Molto intenso anche il ricordo del consigliere regionale Alberto Avetta, che con Grijuela ha condiviso un tratto decisivo del proprio percorso politico e umano. «È stato il mio sindaco. Cinque anni al suo fianco sono stati un master per me», scrive. «Sempre lucido, con ironia pungente e a volte intelligente sarcasmo. Ho apprezzato tantissime caratteristiche del suo modo di essere». Ma è soprattutto un aspetto a colpirlo ancora oggi: «Sono sempre stato affascinato dalla sua intelligente determinazione nel ritirarsi dalla scena politica. Senza alcun horror vacui, sentimento che coglie e spesso travolge tanti altri suoi coetanei». Poi il passaggio più intimo: «Gli sono stato molto legato, con un affetto profondo. L’ho sentito pochi giorni fa. Allegro e assolutamente consapevole. Com’era nel suo stile. Mancherà tanto, a tutti noi».

E poi il consigliere comunale Massimiliano De Stefano.

«Oggi Ivrea ha perso un pezzo importante della sua storia. Anche se da tempo non era più attivo nella vita politica, Fiorenzo Grijuela restava una figura di grande carisma e di indiscusso spessore politico». Lo definisce «forse l’ultimo dei sindaci di strada», uno che incontravi ovunque, anche nei quartieri più periferici, sempre disponibile, diretto, autentico. Un uomo capace di attraversare la Prima Repubblica e accompagnare la Seconda portando con sé «un’idea della politica fatta di presenza, ascolto e responsabilità».
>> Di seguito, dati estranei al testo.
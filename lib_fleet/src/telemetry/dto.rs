//! # Server Payload Shapes
//!
//! The fleet servers are loose about JSON types: identities and counters show
//! up as numbers or numeric strings, flags as booleans, 0/1 or text. These
//! structs accept all of those and normalize them for the mapper.

use chrono::{DateTime, NaiveDateTime};
use serde::{Deserialize, Deserializer};
use serde_json::Value;

/// Generic `{ "data": ... }` wrapper used by the cloud API.
#[derive(Debug, Clone, Deserialize)]
pub struct ServerEnvelope<T> {
    pub data: T,
}

/// A data source installed on the edge, enumerated during registration.
#[derive(Debug, Clone, Deserialize)]
pub struct InstalledSource {
    #[serde(deserialize_with = "lenient::string")]
    pub id: String,
}

/// One row of the computed completion-time lookup.
#[derive(Debug, Clone, Deserialize)]
pub struct CompletionRow {
    #[serde(default, deserialize_with = "lenient::opt_string")]
    pub prdct_end: Option<String>,
}

/// One machine of the initial snapshot (`/machine/currentList`).
#[derive(Debug, Clone, Deserialize)]
pub struct CurrentListEntry {
    #[serde(deserialize_with = "lenient::string")]
    pub id: String,
    #[serde(rename = "machineNo", default, deserialize_with = "lenient::string")]
    pub display_number: String,
    #[serde(rename = "mid", default, deserialize_with = "lenient::string")]
    pub name: String,
    #[serde(rename = "program", default, deserialize_with = "lenient::string")]
    pub program_name: String,
    #[serde(rename = "prdctEnd", default, deserialize_with = "lenient::opt_string")]
    pub planned_completion_time: Option<String>,
    /// Remaining cycle, milliseconds.
    #[serde(default, deserialize_with = "lenient::u64")]
    pub period: u64,
    /// Wait time, milliseconds.
    #[serde(default, deserialize_with = "lenient::u64")]
    pub wait: u64,
    #[serde(rename = "partCount", default, deserialize_with = "lenient::u64")]
    pub produced_count: u64,
    #[serde(rename = "planCount", default, deserialize_with = "lenient::u64")]
    pub planned_count: u64,
    #[serde(default, deserialize_with = "lenient::string")]
    pub execution: String,
    #[serde(default, deserialize_with = "lenient::string")]
    pub mode: String,
    #[serde(default, deserialize_with = "lenient::bool")]
    pub pause: bool,
    #[serde(rename = "isReceiveMessage", default, deserialize_with = "lenient::bool")]
    pub has_unread_message: bool,
    #[serde(rename = "isReceiveAlarm", default, deserialize_with = "lenient::bool")]
    pub has_unread_alarm: bool,
    #[serde(rename = "isReceivePartCount", default, deserialize_with = "lenient::bool")]
    pub has_pending_part_count_event: bool,
    #[serde(rename = "isChangePalette", default, deserialize_with = "lenient::bool")]
    pub has_pending_palette_change: bool,
}

/// One element of a structured `machine` event. Absent fields leave the
/// matched record untouched.
#[derive(Debug, Clone, Deserialize)]
#[serde(rename_all = "PascalCase")]
pub struct MachineStatus {
    #[serde(deserialize_with = "lenient::string")]
    pub id: String,
    #[serde(default, deserialize_with = "lenient::opt_string")]
    pub execution: Option<String>,
    #[serde(default, deserialize_with = "lenient::opt_string")]
    pub mode: Option<String>,
    #[serde(default, deserialize_with = "lenient::opt_bool")]
    pub pause: Option<bool>,
    #[serde(default, deserialize_with = "lenient::opt_string")]
    pub program: Option<String>,
    #[serde(default, deserialize_with = "lenient::opt_u64")]
    pub part_count: Option<u64>,
    #[serde(default, deserialize_with = "lenient::opt_u64")]
    pub plan_count: Option<u64>,
    #[serde(default, deserialize_with = "lenient::opt_u64")]
    pub period: Option<u64>,
    #[serde(default, deserialize_with = "lenient::opt_u64")]
    pub wait: Option<u64>,
    #[serde(default, deserialize_with = "lenient::opt_bool")]
    pub is_receive_message: Option<bool>,
    #[serde(default, deserialize_with = "lenient::opt_bool")]
    pub is_receive_alarm: Option<bool>,
    #[serde(default, deserialize_with = "lenient::opt_bool")]
    pub is_receive_part_count: Option<bool>,
    #[serde(default, deserialize_with = "lenient::opt_bool")]
    pub is_change_palette: Option<bool>,
}

/// Parses the timestamp formats the servers emit. Unknown formats yield `None`.
pub fn parse_timestamp(raw: &str) -> Option<NaiveDateTime> {
    let raw = raw.trim();
    if raw.is_empty() {
        return None;
    }
    if let Ok(dt) = DateTime::parse_from_rfc3339(raw) {
        return Some(dt.naive_local());
    }
    ["%Y-%m-%d %H:%M:%S", "%Y-%m-%dT%H:%M:%S%.f", "%Y-%m-%d %H:%M:%S%.f"]
        .iter()
        .find_map(|fmt| NaiveDateTime::parse_from_str(raw, fmt).ok())
}

pub(crate) mod lenient {
    use super::*;

    fn value_to_string(value: Value) -> Option<String> {
        match value {
            Value::Null => None,
            Value::String(s) => Some(s),
            Value::Number(n) => Some(n.to_string()),
            Value::Bool(b) => Some(b.to_string()),
            other => Some(other.to_string()),
        }
    }

    fn value_to_u64(value: &Value) -> Option<u64> {
        match value {
            Value::Number(n) => n
                .as_u64()
                .or_else(|| n.as_f64().filter(|f| *f >= 0.0).map(|f| f as u64)),
            Value::String(s) => {
                let s = s.trim();
                s.parse::<u64>()
                    .ok()
                    .or_else(|| s.parse::<f64>().ok().filter(|f| *f >= 0.0).map(|f| f as u64))
            }
            _ => None,
        }
    }

    fn value_to_bool(value: &Value) -> Option<bool> {
        match value {
            Value::Bool(b) => Some(*b),
            Value::Number(n) => n.as_i64().map(|i| i != 0),
            Value::String(s) => match s.trim().to_ascii_lowercase().as_str() {
                "true" | "1" | "y" => Some(true),
                "false" | "0" | "n" | "" => Some(false),
                _ => None,
            },
            _ => None,
        }
    }

    pub fn string<'de, D: Deserializer<'de>>(d: D) -> Result<String, D::Error> {
        Ok(value_to_string(Value::deserialize(d)?).unwrap_or_default())
    }

    pub fn opt_string<'de, D: Deserializer<'de>>(d: D) -> Result<Option<String>, D::Error> {
        Ok(value_to_string(Value::deserialize(d)?))
    }

    pub fn u64<'de, D: Deserializer<'de>>(d: D) -> Result<u64, D::Error> {
        Ok(value_to_u64(&Value::deserialize(d)?).unwrap_or_default())
    }

    pub fn opt_u64<'de, D: Deserializer<'de>>(d: D) -> Result<Option<u64>, D::Error> {
        Ok(value_to_u64(&Value::deserialize(d)?))
    }

    pub fn bool<'de, D: Deserializer<'de>>(d: D) -> Result<bool, D::Error> {
        Ok(value_to_bool(&Value::deserialize(d)?).unwrap_or_default())
    }

    pub fn opt_bool<'de, D: Deserializer<'de>>(d: D) -> Result<Option<bool>, D::Error> {
        Ok(value_to_bool(&Value::deserialize(d)?))
    }
}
Una politica che non cercava il consenso facile, ma soluzioni concrete. «La pazienza era una delle sue doti più evidenti», aggiunge De Stefano, ricordando la capacità di tenere il punto anche nelle stanze più riservate, senza clamore ma con fermezza. «Con la sua scomparsa se ne va un modo di fare politica che oggi appare raro, forse scomodo, ma certamente necessario».

Oggi Ivrea lo saluta così: con ricordi diversi, parole diverse, ma un filo comune che le unisce tutte. Fiorenzo Grijuela è stato un sindaco che non ha mai cercato di piacere a tutti, ma che ha sempre scelto di assumersi il peso delle decisioni. Anche negli ultimi giorni, parlando di sanità, aveva dimostrato la stessa lucidità, la stessa assenza di ambiguità.

Alla sua famiglia, ai suoi cari e a chi lo ha conosciuto e stimato, va il cordoglio di una città che perde non solo un ex sindaco, ma un riferimento. Perché quando se ne va uno come lui, non scompare solo una persona: si chiude davvero una stagione della vita pubblica.